Encephalopathy associated with autoimmune thyroid disease in patients with Graves' disease: clinical manifestations, follow-up, and outcomes
1 Department of Endocrinology and Diabetes Mellitus, St Vincent's University Hospital, University College Dublin, Dublin, Ireland
2 Department of Neurology, Trakya University School of Medicine, Edirne, Turkey
3 Division of Endocrinology, Vall d'Hebron University Hospital, Barcelona, Spain
4 Department of Neurology, University Hospital Düsseldorf, Düsseldorf, Germany
5 Department of Stroke Medicine, Kawasaki Medical School, Okayama, Japan
6 Department of Neurology, San Gerardo Hospital, University of Milano-Bicocca, Monza, Italy
7 Department of Neurology, Severance Hospital, Yonsei University College of Medicine, Seoul, Korea
8 Service of Geriatric Internal Medicine, Regional University Hospital, Tours, France
9 Department of Endocrine and Medical Sciences, University of Genoa, Genoa, Italy
Citation and License
BMC Neurology 2010, 10:27 doi:10.1186/1471-2377-10-27Published: 28 April 2010
The encephalopathy associated with autoimmune thyroid disease (EAATD) is characterized by neurological/psychiatric symptoms, high levels of anti-thyroid antibodies, increased cerebrospinal fluid protein concentration, non-specific electroencephalogram abnormalities, and responsiveness to the corticosteroid treatment in patients with an autoimmune thyroid disease. Almost all EAATD patients are affected by Hashimoto's thyroiditis (HT), although fourteen EAATD patients with Graves' disease (GD) have been also reported.

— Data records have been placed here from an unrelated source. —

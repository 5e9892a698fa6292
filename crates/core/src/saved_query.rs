use std::collections::BTreeMap;
use std::fs;
use std::path::{Path, PathBuf};

use serde::{Deserialize, Serialize};
use thiserror::Error;

use crate::config::{default_config_dir, ConfigError};

const DEFAULT_QUERY_VERSION: u8 = 2;

fn default_query_version() -> u8 {
    DEFAULT_QUERY_VERSION
}

/// A saved query as persisted by the server.
#[derive(Debug, Clone, Serialize, Deserialize, PartialEq, Eq)]
#[serde(rename_all = "camelCase")]
pub struct SavedQueryRecord {
    pub id: String,
    #[serde(default)]
    pub name: String,
    #[serde(default = "default_query_version")]
    pub version: u8,
    #[serde(default)]
    pub projects: Vec<u64>,
    #[serde(default)]
    pub fields: Vec<String>,
    #[serde(default, skip_serializing_if = "Option::is_none")]
    pub orderby: Option<String>,
    #[serde(default)]
    pub query: String,
    #[serde(default)]
    pub environment: Vec<String>,
    #[serde(default, skip_serializing_if = "Option::is_none")]
    pub range: Option<String>,
    #[serde(default, skip_serializing_if = "Option::is_none")]
    pub start: Option<String>,
    #[serde(default, skip_serializing_if = "Option::is_none")]
    pub end: Option<String>,
    #[serde(default, skip_serializing_if = "Option::is_none")]
    pub date_created: Option<String>,
    #[serde(default, skip_serializing_if = "Option::is_none")]
    pub date_updated: Option<String>,
}

impl SavedQueryRecord {
    #[must_use]
    pub fn new(id: impl Into<String>, name: impl Into<String>) -> Self {
        Self {
            id: id.into(),
            name: name.into(),
            version: DEFAULT_QUERY_VERSION,
            projects: Vec::new(),
            fields: Vec::new(),
            orderby: None,
            query: String::new(),
            environment: Vec::new(),
            range: None,
            start: None,
            end: None,
            date_created: None,
            date_updated: None,
        }
    }
}

#[derive(Debug, Clone, Serialize, Deserialize, PartialEq, Eq)]
pub struct Organization {
    pub slug: String,
}

impl Organization {
    #[must_use]
    pub fn new(slug: impl Into<String>) -> Self {
        Self { slug: slug.into() }
    }
}

#[must_use]
pub fn find_by_id<'a>(records: &'a [SavedQueryRecord], id: &str) -> Option<&'a SavedQueryRecord> {
    records.iter().find(|record| record.id == id)
}

#[derive(Debug, Error)]
pub enum SavedQueriesError {
    #[error("failed to resolve default saved queries path: {0}")]
    Config(#[from] ConfigError),
    #[error("failed to read saved queries file at {path}: {source}")]
    Read {
        path: PathBuf,
        #[source]
        source: std::io::Error,
    },
    #[error("failed to parse saved queries file at {path}: {source}")]
    Parse {
        path: PathBuf,
        #[source]
        source: toml::de::Error,
    },
    #[error("failed to create directory at {path}: {source}")]
    CreateDir {
        path: PathBuf,
        #[source]
        source: std::io::Error,
    },
    #[error("failed to serialize saved queries: {source}")]
    Serialize {
        #[source]
        source: toml::ser::Error,
    },
    #[error("failed to write saved queries file at {path}: {source}")]
    Write {
        path: PathBuf,
        #[source]
        source: std::io::Error,
    },
}

#[derive(Debug, Default, Serialize, Deserialize)]
struct SavedQueriesFile {
    #[serde(default)]
    queries: Vec<SavedQueryRecord>,
}

/// Collapses duplicate ids, keeping the last entry, and orders by id.
fn dedup_by_id(records: Vec<SavedQueryRecord>) -> Vec<SavedQueryRecord> {
    records
        .into_iter()
        .map(|record| (record.id.clone(), record))
        .collect::<BTreeMap<_, _>>()
        .into_values()
        .collect()
}

/// Handle on a TOML file of saved queries. Nothing is cached: every call
/// reads the file, so writes from other processes are never overwritten by
/// a stale copy.
#[derive(Debug, Clone)]
pub struct FileSavedQueriesStore {
    path: PathBuf,
}

impl FileSavedQueriesStore {
    #[must_use]
    pub fn new(path: impl Into<PathBuf>) -> Self {
        Self { path: path.into() }
    }

    #[must_use]
    pub fn path(&self) -> &Path {
        &self.path
    }

    /// A missing or blank file holds no queries.
    pub fn load(&self) -> Result<Vec<SavedQueryRecord>, SavedQueriesError> {
        if !self.path.exists() {
            return Ok(Vec::new());
        }

        let raw = fs::read_to_string(&self.path).map_err(|source| SavedQueriesError::Read {
            path: self.path.clone(),
            source,
        })?;
        if raw.trim().is_empty() {
            return Ok(Vec::new());
        }

        let file: SavedQueriesFile =
            toml::from_str(&raw).map_err(|source| SavedQueriesError::Parse {
                path: self.path.clone(),
                source,
            })?;
        Ok(dedup_by_id(file.queries))
    }

    /// Replaces the whole file.
    pub fn save(&self, records: Vec<SavedQueryRecord>) -> Result<(), SavedQueriesError> {
        if let Some(parent_dir) = self.path.parent() {
            fs::create_dir_all(parent_dir).map_err(|source| SavedQueriesError::CreateDir {
                path: parent_dir.to_path_buf(),
                source,
            })?;
        }

        let file = SavedQueriesFile {
            queries: dedup_by_id(records),
        };
        let rendered = toml::to_string_pretty(&file)
            .map_err(|source| SavedQueriesError::Serialize { source })?;

        // Readers never see a half-written file.
        let staging = self.path.with_extension("toml.tmp");
        fs::write(&staging, rendered).map_err(|source| SavedQueriesError::Write {
            path: staging.clone(),
            source,
        })?;
        fs::rename(&staging, &self.path).map_err(|source| SavedQueriesError::Write {
            path: self.path.clone(),
            source,
        })
    }

    /// Re-reads the file, swaps in `update(existing)` for the record with
    /// `id` and writes everything back. Returns `None` without writing when
    /// no such record exists.
    pub fn update_record(
        &self,
        id: &str,
        update: impl FnOnce(&SavedQueryRecord) -> SavedQueryRecord,
    ) -> Result<Option<SavedQueryRecord>, SavedQueriesError> {
        let mut records = self.load()?;
        let Some(slot) = records.iter_mut().find(|record| record.id == id) else {
            return Ok(None);
        };

        let mut updated = update(&*slot);
        updated.id = id.to_string();
        slot.clone_from(&updated);
        self.save(records)?;
        Ok(Some(updated))
    }
}

pub fn default_saved_queries_path() -> Result<PathBuf, SavedQueriesError> {
    Ok(default_config_dir()?.join("saved_queries.toml"))
}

We have recorded and analyzed the clinical, biological, radiological, and electrophysiological findings and the data on the therapeutic management of all GD patients with EAATD reported so far as well as the clinical outcomes in those followed-up in the long term.
Twelve of the fourteen patients with EAATD and GD were women. The majority of GD patients with EAATD presented with mild hyperthyroidism at EAATD onset or shortly before it. Active anti-thyroid autoimmunity was detected in all cases. Most of the patients dramatically responded to corticosteroids. The long term clinical outcome was benign but EAATD can relapse, especially at the time of corticosteroid dose tapering or withdrawal. GD and HT patients with EAATD present with a similar clinical, biological, radiological, and electrophysiological picture and require an unaffected EAATD management.
GD and HT equally represent the possible background condition for the development of EAATD, which should be considered in the differential diagnosis of all patients with encephalopathy of unknown origin and an autoimmune thyroid disease, regardless of the nature of the underlying autoimmune thyroid disease.